Art, like no other, stimulates the imagination and easily crosses boundaries between fact and fiction or fantasy.
The Arts, therefore, must be an important part of children’s education so that they learn to ‘read’ their own but also others’ emotions and to integrate these, for want of a better word, with their more rational and critical thinking and discerning reality and truth.
In my view, this does not necessarily mean that children should be taught to critically look at imagery or videos, or (forensically) analyse the medium, because this requires a lot of ‘back-tracking’ in and by the brain whilst the non-verbal ‘message’ has already long taken hold in and of our brain circuits. Apart from the fact-checking and all that I suggest that it would be good to ask how did it make you feel and how did it change your thinking about the topic or subject of the particular visual content. In other words, be aware of the effects on ourselves more than anything else. And then ask ourselves whether we’re happy with those effects on who we are and (have) become due to watching the material, absorbing it.
Anyway, these are the kind of ideas that I’ve been toying with and applying to and on myself with a few interesting introspective results and I also wondered how I would have been in the here & now if I had learned some of these things as a kid – a silly question, I know.

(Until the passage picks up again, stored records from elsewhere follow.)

use std::collections::{HashMap, HashSet};

use jsonwebtoken::{decode, encode, Algorithm, DecodingKey, EncodingKey, Header, Validation};
use serde::{Deserialize, Serialize};

use crate::error::AppError;

/// Payload of an identity token. No expiry: revocation happens by rotating
/// the per-email salt.
#[derive(Debug, Clone, PartialEq, Serialize, Deserialize)]
pub struct TokenClaims {
    pub email: String,
    #[serde(default, skip_serializing_if = "Option::is_none")]
    pub salt: Option<String>,
}

#[derive(Debug, PartialEq, thiserror::Error)]
pub enum TokenError {
    #[error("invalid token")]
    Invalid,
    #[error("token is no longer valid")]
    Revoked,
}

/// Mints and verifies HS256 identity tokens.
pub struct TokenService {
    encoding: EncodingKey,
    decoding: DecodingKey,
    salts: HashMap<String, String>,
    admins: HashSet<String>,
}

impl TokenService {
    pub fn new(secret: &str, salts: HashMap<String, String>, admins: HashSet<String>) -> Self {
        Self {
            encoding: EncodingKey::from_secret(secret.as_bytes()),
            decoding: DecodingKey::from_secret(secret.as_bytes()),
            salts,
            admins,
        }
    }

    /// Sign `{email}` plus the current salt when the salt map carries one.
    pub fn mint(&self, email: &str) -> Result<String, AppError> {
        let claims = TokenClaims {
            email: email.to_string(),
            salt: self.salts.get(email).cloned(),
        };
        encode(&Header::default(), &claims, &self.encoding)
            .map_err(|e| AppError::Internal(format!("failed to sign token: {e}")))
    }

    /// Verify the signature, then the salt rule: a token is acceptable iff
    /// the salt map has no entry for its email, or the token's salt matches
    /// the map's value.
    pub fn verify(&self, token: &str) -> Result<TokenClaims, TokenError> {
        let mut validation = Validation::new(Algorithm::HS256);
        validation.validate_exp = false;
        validation.required_spec_claims.clear();

        let data = decode::<TokenClaims>(token, &self.decoding, &validation)
            .map_err(|_| TokenError::Invalid)?;

        if let Some(expected) = self.salts.get(&data.claims.email) {
            if data.claims.salt.as_deref() != Some(expected.as_str()) {
                return Err(TokenError::Revoked);
            }
        }

        Ok(data.claims)
    }

    pub fn is_admin(&self, email: &str) -> bool {
        self.admins.contains(&email.to_lowercase())
    }
}

// ---------------------------------------------------------------------------
// Tests
// ---------------------------------------------------------------------------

Philosopher Slavoj Zizek has critiqued the liberal culturalisation of politics in the form of identity politics. He argues that the culturalist concept of “tolerance” and “respect” is wholly inadequate in dealing with questions of oppression:
“…I’m opposed to this notion [tolerance]. Of course I’m not for intolerance towards foreigners, for anti-feminism, and so on. What I am against is the perception, which is moralist-automatic, of racism as a problem of tolerance. For Martin Luther King one doesn’t fight racism with tolerance, but with emancipatory political struggle, even armed struggle. So, why are so many problems of today perceived as problems of intolerance, rather than problems of inequality, exploitation, injustice? Racism is a problem. But to perceive racism as a problem of tolerance, it’s not automatic. In this innocent shift of perspective, there is ideology. Why? I claim the reason is the liberal multiculturalist basic ideological operation, the, let’s call it, the culturalisation of politics….”
Identity politics is yesterdays story, That style of politics has led the left to utter defeat everywhere. It is discredited and has been showed to have no electoral constituency. The primacy of class is again the organising bedrock of the left, not gender or identity.

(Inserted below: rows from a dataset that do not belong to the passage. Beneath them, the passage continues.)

use chrono::{Days, NaiveDate, Utc};
use rusqlite::params;
use serde::Serialize;

use crate::db::Database;
use crate::error::AppError;

/// Cost for a single UTC calendar day.
#[derive(Debug, Clone, Serialize)]
pub struct DailyCost {
    pub date: String,
    pub cost: f64,
}

/// One row of the ledger: `(email, date)` is the primary key.
#[derive(Debug, Clone, Serialize)]
pub struct LedgerRow {
    pub email: String,
    pub date: String,
    pub cost: f64,
}

/// Usage summary over a rolling window, ordered by date ascending.
#[derive(Debug, Clone, Serialize)]
pub struct UsageSummary {
    pub email: String,
    pub days: u32,
    pub cost: f64,
    pub usage: Vec<DailyCost>,
}

/// Per-(email, date) cumulative cost store backed by SQLite.
///
/// All operations are serialised by the database mutex; the metering loop is
/// the only steady-state writer.
pub struct CostLedger {
    db: Database,
}

impl CostLedger {
    pub fn new(db: Database) -> Self {
        Self { db }
    }

    /// Accumulate `delta` dollars onto today's row for `email`, creating the
    /// row lazily. Negative or non-finite deltas are rejected.
    pub fn add(&self, email: &str, delta: f64) -> Result<(), AppError> {
        if !delta.is_finite() || delta < 0.0 {
            return Err(AppError::Internal(format!(
                "invalid cost delta {delta} for {email}"
            )));
        }
        let date = today();
        self.db.with_conn(|conn| {
            conn.execute(
                "INSERT INTO cost (email, date, cost) VALUES (?1, ?2, ?3)
                 ON CONFLICT(email, date) DO UPDATE SET cost = cost + excluded.cost",
                params![email, date, delta],
            )?;
            Ok(())
        })?;
        Ok(())
    }

    /// Overwrite the stored value for `(email, date)` unconditionally.
    pub fn set_cost(&self, email: &str, date: &str, value: f64) -> Result<(), AppError> {
        self.db.with_conn(|conn| {
            conn.execute(
                "INSERT INTO cost (email, date, cost) VALUES (?1, ?2, ?3)
                 ON CONFLICT(email, date) DO UPDATE SET cost = excluded.cost",
                params![email, date, value],
            )?;
            Ok(())
        })?;
        Ok(())
    }

    /// Total spend for `email` over the last `days` UTC calendar days,
    /// today inclusive.
    pub fn sum(&self, email: &str, days: u32) -> Result<f64, AppError> {
        let start = window_start(days);
        let total = self.db.with_conn(|conn| {
            conn.query_row(
                "SELECT COALESCE(SUM(cost), 0.0) FROM cost WHERE email = ?1 AND date >= ?2",
                params![email, start],
                |row| row.get::<_, f64>(0),
            )
        })?;
        Ok(total)
    }

    /// Per-day usage rows for `email` over the window, date ascending.
    pub fn usage(&self, email: &str, days: u32) -> Result<UsageSummary, AppError> {
        let start = window_start(days);
        let rows = self.db.with_conn(|conn| {
            let mut stmt = conn.prepare(
                "SELECT date, cost FROM cost WHERE email = ?1 AND date >= ?2 ORDER BY date ASC",
            )?;
            let rows = stmt.query_map(params![email, start], |row| {
                Ok(DailyCost {
                    date: row.get(0)?,
                    cost: row.get(1)?,
                })
            })?;
            rows.collect::<Result<Vec<_>, _>>()
        })?;

        let cost = rows.iter().map(|r| r.cost).sum();
        Ok(UsageSummary {
            email: email.to_string(),
            days,
            cost,
            usage: rows,
        })
    }

    /// Full ledger scan, ordered by email then date.
    pub fn all_usage(&self) -> Result<Vec<LedgerRow>, AppError> {
        let rows = self.db.with_conn(|conn| {
            let mut stmt =
                conn.prepare("SELECT email, date, cost FROM cost ORDER BY email, date")?;
            let rows = stmt.query_map([], |row| {
                Ok(LedgerRow {
                    email: row.get(0)?,
                    date: row.get(1)?,
                    cost: row.get(2)?,
                })
            })?;
            rows.collect::<Result<Vec<_>, _>>()
        })?;
        Ok(rows)
    }
}

/// Today's UTC calendar date as `YYYY-MM-DD`.
pub fn today() -> String {
    Utc::now().date_naive().to_string()
}

/// First date inside a window of `days` calendar days ending today.
fn window_start(days: u32) -> String {
    let today = Utc::now().date_naive();
    let back = Days::new(u64::from(days.max(1) - 1));
    today
        .checked_sub_days(back)
        .unwrap_or(NaiveDate::MIN)
        .to_string()
}

// ---------------------------------------------------------------------------
// Tests
// ---------------------------------------------------------------------------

[“I am completely uninterested in your gender politics.” And I am completely uninterested in you derailing this post with anti-feminist politics. Stay out of this thread from now on – weka]

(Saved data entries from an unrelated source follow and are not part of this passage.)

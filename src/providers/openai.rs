use std::sync::Arc;

use async_trait::async_trait;
use axum::http::header::{AUTHORIZATION, CONTENT_TYPE};
use axum::http::Method;
use bytes::Bytes;
use serde_json::Value;

use crate::auth::RequestAuth;
use crate::config::Config;
use crate::error::AppError;
use crate::providers::pricing::{modality_cost, PricingTable};
use crate::providers::types::{
    CostContext, ParsedFrame, ProxySpec, Transformed, TransformContext, Usage,
};
use crate::providers::{filter_request_headers, ProviderAdapter};

/// OpenAI-shape adapter.
///
/// POST bodies must be JSON and, for identity tokens, name a model from the
/// pricing table. Streaming chat completions get
/// `stream_options.include_usage` so the final frame carries usage.
pub struct OpenAiAdapter {
    base_url: String,
    api_key: Option<String>,
    pricing: Arc<PricingTable>,
}

impl OpenAiAdapter {
    pub fn new(config: &Config, pricing: Arc<PricingTable>) -> Self {
        Self {
            base_url: config.openai_base.clone(),
            api_key: config.openai_api_key.clone(),
            pricing,
        }
    }

    fn resolve_key(&self, auth: &RequestAuth) -> Result<String, AppError> {
        match auth {
            RequestAuth::Native { key } => Ok(key.clone()),
            RequestAuth::Identity { .. } => self
                .api_key
                .clone()
                .ok_or_else(|| AppError::Internal("OPENAI_API_KEY is not configured".to_string())),
        }
    }
}

#[async_trait]
impl ProviderAdapter for OpenAiAdapter {
    fn id(&self) -> &str {
        "openai"
    }

    async fn transform(&self, ctx: &TransformContext) -> Result<Transformed, AppError> {
        let mut headers = filter_request_headers(&ctx.headers);
        let mut body = (!ctx.body.is_empty()).then(|| ctx.body.clone());

        if ctx.method == Method::POST {
            require_json_content_type(&ctx.headers)?;
            let mut json: Value = serde_json::from_slice(&ctx.body)
                .map_err(|e| AppError::BadRequest(format!("Invalid JSON body: {e}")))?;

            let model = json.get("model").and_then(Value::as_str).map(String::from);
            if !ctx.auth.is_native() {
                let model = model.as_deref().ok_or_else(|| {
                    AppError::BadRequest("Model missing from request body".to_string())
                })?;
                if !self.pricing.has_model(model) {
                    return Err(AppError::BadRequest(format!(
                        "Model {model} pricing unknown"
                    )));
                }
            }

            let streaming = json.get("stream").and_then(Value::as_bool).unwrap_or(false);
            if streaming && base_path(&ctx.path).ends_with("/chat/completions") {
                set_include_usage(&mut json);
                body = Some(Bytes::from(serde_json::to_vec(&json).map_err(|e| {
                    AppError::Internal(format!("failed to re-serialize body: {e}"))
                })?));
            }
        }

        let key = self.resolve_key(&ctx.auth)?;
        headers.insert(
            AUTHORIZATION,
            format!("Bearer {key}")
                .parse()
                .map_err(|_| AppError::BadRequest("Invalid credential characters".to_string()))?,
        );

        Ok(Transformed::Proxy(ProxySpec {
            url: format!("{}/{}", self.base_url, ctx.path),
            headers,
            body,
        }))
    }

    async fn cost(&self, ctx: &CostContext) -> Result<f64, AppError> {
        let (Some(model), Some(usage)) = (&ctx.model, &ctx.usage) else {
            return Ok(0.0);
        };
        let Some(rate) = self.pricing.get(model) else {
            tracing::warn!(model = %model, "No pricing for model, charging zero");
            return Ok(0.0);
        };
        Ok(modality_cost(rate, usage))
    }

    fn parse(&self, event: &Value) -> ParsedFrame {
        // Some wrappers nest the payload under an outer {response: …}.
        let event = event.get("response").unwrap_or(event);
        ParsedFrame {
            model: event.get("model").and_then(Value::as_str).map(String::from),
            usage: event
                .get("usage")
                .and_then(|u| serde_json::from_value::<Usage>(u.clone()).ok()),
        }
    }
}

/// Path suffix without the query string.
fn base_path(path: &str) -> &str {
    path.split('?').next().unwrap_or(path)
}

fn require_json_content_type(headers: &axum::http::HeaderMap) -> Result<(), AppError> {
    let ok = headers
        .get(CONTENT_TYPE)
        .and_then(|v| v.to_str().ok())
        .map(|v| v.contains("application/json"))
        .unwrap_or(false);
    if ok {
        Ok(())
    } else {
        Err(AppError::BadRequest(
            "POST body must be application/json".to_string(),
        ))
    }
}

fn set_include_usage(json: &mut Value) {
    if let Some(obj) = json.as_object_mut() {
        let options = obj
            .entry("stream_options")
            .or_insert_with(|| Value::Object(serde_json::Map::new()));
        if let Some(map) = options.as_object_mut() {
            map.insert("include_usage".to_string(), Value::Bool(true));
        }
    }
}

// ---------------------------------------------------------------------------
// Tests
// ---------------------------------------------------------------------------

[TheStandard: A moderator moved this comment to Open Mike as being off topic or irrelevant in the post it was made in. Be more careful in future.]
I don’t think that quote or link says exactly what you say it does.
I’m opposed to this notion [tolerance].
Actually many anti-racist and feminists say the same. To say a woman or brown person is “tolerated”, is not the same as saying they are respected by the society and treated as equals. It kind of says people put up with them.
And then the quote goes on:
For Martin Luther King one doesn’t fight racism with tolerance, but with emancipatory political struggle, even armed struggle. So, why are so many problems of today perceived as problems of intolerance, rather than problems of inequality, exploitation, injustice?
Basically it’s saying that racism should be fought as part of an emancipatory political struggle
The link says there is a place for anti-racism and feminism within class politics, but that class is the fundamental problem with capitalism:
Socialists do not reduce questions of homophobia and gender inequality to questions of class. However, socialists do locate the source of various oppressions within the framework of capitalist class relations. For example, Marxists give a radical materialist explanation of women’s oppression and homophobia that goes a beyond simple liberal analysis. Such an analysis also leads to radical emancipatory solutions for the majority of people who suffer under our society.
The continuation of gay, women and Maori oppression in New Zealand is very much related to questions of class and capitalism.
In fact, your citations provide arguments AGAINST your stated views.
What to do on a Sunday after you’ve won an election on a promise to take govt away from the elites and give it back to the people? Headline a Versailles themed ball for European royalty of course! Photos.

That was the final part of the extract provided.